TASK DIRECTIONS: The response should contain only those lines of the entries below that include the string "FieldRef".

^^^^^^^^

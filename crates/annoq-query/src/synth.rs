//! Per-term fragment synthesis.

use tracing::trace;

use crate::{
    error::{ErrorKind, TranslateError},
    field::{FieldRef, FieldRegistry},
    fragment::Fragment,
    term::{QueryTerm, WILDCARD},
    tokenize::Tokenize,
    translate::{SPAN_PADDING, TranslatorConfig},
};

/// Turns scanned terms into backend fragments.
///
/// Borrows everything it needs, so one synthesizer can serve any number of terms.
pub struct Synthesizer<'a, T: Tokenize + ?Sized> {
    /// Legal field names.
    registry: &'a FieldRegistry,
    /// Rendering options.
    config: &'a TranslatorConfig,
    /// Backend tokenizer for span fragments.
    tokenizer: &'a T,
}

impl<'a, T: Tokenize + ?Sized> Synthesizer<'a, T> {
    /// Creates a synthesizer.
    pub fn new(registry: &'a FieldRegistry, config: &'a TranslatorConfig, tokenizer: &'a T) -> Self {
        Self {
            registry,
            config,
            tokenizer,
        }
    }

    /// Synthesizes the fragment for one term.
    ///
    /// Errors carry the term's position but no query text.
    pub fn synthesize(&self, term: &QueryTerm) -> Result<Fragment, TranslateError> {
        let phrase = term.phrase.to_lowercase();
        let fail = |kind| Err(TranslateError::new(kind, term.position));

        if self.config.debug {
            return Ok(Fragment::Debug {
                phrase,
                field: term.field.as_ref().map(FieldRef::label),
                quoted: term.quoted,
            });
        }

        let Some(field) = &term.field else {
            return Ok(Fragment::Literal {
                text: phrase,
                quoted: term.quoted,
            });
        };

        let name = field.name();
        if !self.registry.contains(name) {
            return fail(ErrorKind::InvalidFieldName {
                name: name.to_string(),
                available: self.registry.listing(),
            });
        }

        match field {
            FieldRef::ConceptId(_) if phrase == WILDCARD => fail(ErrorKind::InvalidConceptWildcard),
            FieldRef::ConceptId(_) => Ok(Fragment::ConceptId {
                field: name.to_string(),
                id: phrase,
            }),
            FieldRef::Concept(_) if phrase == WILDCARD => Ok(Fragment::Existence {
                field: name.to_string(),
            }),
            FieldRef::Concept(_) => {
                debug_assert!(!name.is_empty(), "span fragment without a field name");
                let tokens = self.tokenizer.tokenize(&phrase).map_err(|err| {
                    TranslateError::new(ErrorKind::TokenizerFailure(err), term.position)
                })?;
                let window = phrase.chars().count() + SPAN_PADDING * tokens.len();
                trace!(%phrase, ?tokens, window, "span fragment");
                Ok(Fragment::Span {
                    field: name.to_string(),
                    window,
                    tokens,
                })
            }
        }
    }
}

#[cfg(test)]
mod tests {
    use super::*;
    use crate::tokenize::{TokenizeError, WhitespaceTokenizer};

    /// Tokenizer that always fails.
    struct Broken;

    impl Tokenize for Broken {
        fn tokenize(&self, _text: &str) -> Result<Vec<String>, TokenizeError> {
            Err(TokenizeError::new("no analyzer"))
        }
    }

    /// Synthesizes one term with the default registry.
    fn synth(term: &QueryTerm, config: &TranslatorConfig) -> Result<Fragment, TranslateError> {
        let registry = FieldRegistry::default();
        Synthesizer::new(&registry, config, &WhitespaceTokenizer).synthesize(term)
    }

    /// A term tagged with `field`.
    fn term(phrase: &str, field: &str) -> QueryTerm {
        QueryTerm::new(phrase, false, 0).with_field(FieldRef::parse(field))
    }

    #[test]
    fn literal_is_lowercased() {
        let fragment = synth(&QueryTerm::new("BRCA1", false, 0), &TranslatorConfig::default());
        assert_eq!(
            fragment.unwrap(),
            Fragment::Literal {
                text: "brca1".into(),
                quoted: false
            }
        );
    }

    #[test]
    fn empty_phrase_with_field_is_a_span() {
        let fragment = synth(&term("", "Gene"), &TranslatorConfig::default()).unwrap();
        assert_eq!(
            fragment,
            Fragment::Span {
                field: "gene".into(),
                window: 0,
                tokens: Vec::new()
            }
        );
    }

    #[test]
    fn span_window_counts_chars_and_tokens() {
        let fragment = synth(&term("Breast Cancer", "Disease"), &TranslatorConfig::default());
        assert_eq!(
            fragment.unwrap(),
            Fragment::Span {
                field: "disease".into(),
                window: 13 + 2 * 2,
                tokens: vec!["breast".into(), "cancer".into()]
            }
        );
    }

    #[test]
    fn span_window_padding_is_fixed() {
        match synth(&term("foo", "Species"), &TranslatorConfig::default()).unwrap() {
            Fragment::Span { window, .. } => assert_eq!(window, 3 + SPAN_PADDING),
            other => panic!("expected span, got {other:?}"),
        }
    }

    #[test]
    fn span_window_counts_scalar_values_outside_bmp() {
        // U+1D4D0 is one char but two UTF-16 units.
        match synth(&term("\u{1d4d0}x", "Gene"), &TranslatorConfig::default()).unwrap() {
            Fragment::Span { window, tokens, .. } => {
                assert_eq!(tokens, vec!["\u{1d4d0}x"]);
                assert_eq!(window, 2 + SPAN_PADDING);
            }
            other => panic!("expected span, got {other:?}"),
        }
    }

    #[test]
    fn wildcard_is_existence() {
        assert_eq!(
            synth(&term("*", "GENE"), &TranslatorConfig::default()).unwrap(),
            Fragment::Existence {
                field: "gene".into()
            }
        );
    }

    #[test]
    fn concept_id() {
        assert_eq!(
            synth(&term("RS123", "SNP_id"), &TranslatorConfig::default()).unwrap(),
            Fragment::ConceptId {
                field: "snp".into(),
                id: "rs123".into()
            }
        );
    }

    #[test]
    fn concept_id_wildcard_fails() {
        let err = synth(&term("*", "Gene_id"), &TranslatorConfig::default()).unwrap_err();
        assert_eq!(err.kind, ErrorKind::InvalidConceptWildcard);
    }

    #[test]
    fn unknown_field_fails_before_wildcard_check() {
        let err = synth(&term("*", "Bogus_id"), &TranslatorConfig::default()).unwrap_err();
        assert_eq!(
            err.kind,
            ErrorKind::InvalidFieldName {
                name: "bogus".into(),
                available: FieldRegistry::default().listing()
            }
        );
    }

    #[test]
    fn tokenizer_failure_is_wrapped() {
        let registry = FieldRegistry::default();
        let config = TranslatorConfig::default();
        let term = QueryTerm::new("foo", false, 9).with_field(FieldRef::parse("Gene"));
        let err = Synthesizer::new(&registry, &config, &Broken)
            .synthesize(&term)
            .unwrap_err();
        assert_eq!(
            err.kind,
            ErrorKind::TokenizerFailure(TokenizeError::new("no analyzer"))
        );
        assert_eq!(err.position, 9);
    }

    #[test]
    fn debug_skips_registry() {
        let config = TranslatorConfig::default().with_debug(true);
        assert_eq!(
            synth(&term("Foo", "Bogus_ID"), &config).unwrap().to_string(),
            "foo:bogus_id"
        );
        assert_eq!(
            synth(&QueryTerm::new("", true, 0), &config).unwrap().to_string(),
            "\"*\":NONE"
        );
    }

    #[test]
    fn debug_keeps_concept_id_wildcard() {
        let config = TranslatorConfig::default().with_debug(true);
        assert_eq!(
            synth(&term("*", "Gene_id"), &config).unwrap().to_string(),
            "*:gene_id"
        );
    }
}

^^^^^^^^

WRITTEN SOLUTION:
    field::{FieldRef, FieldRegistry},
                field: term.field.as_ref().map(FieldRef::label),
            FieldRef::ConceptId(_) if phrase == WILDCARD => fail(ErrorKind::InvalidConceptWildcard),
            FieldRef::ConceptId(_) => Ok(Fragment::ConceptId {
            FieldRef::Concept(_) if phrase == WILDCARD => Ok(Fragment::Existence {
            FieldRef::Concept(_) => {
        QueryTerm::new(phrase, false, 0).with_field(FieldRef::parse(field))
        let term = QueryTerm::new("foo", false, 9).with_field(FieldRef::parse("Gene"));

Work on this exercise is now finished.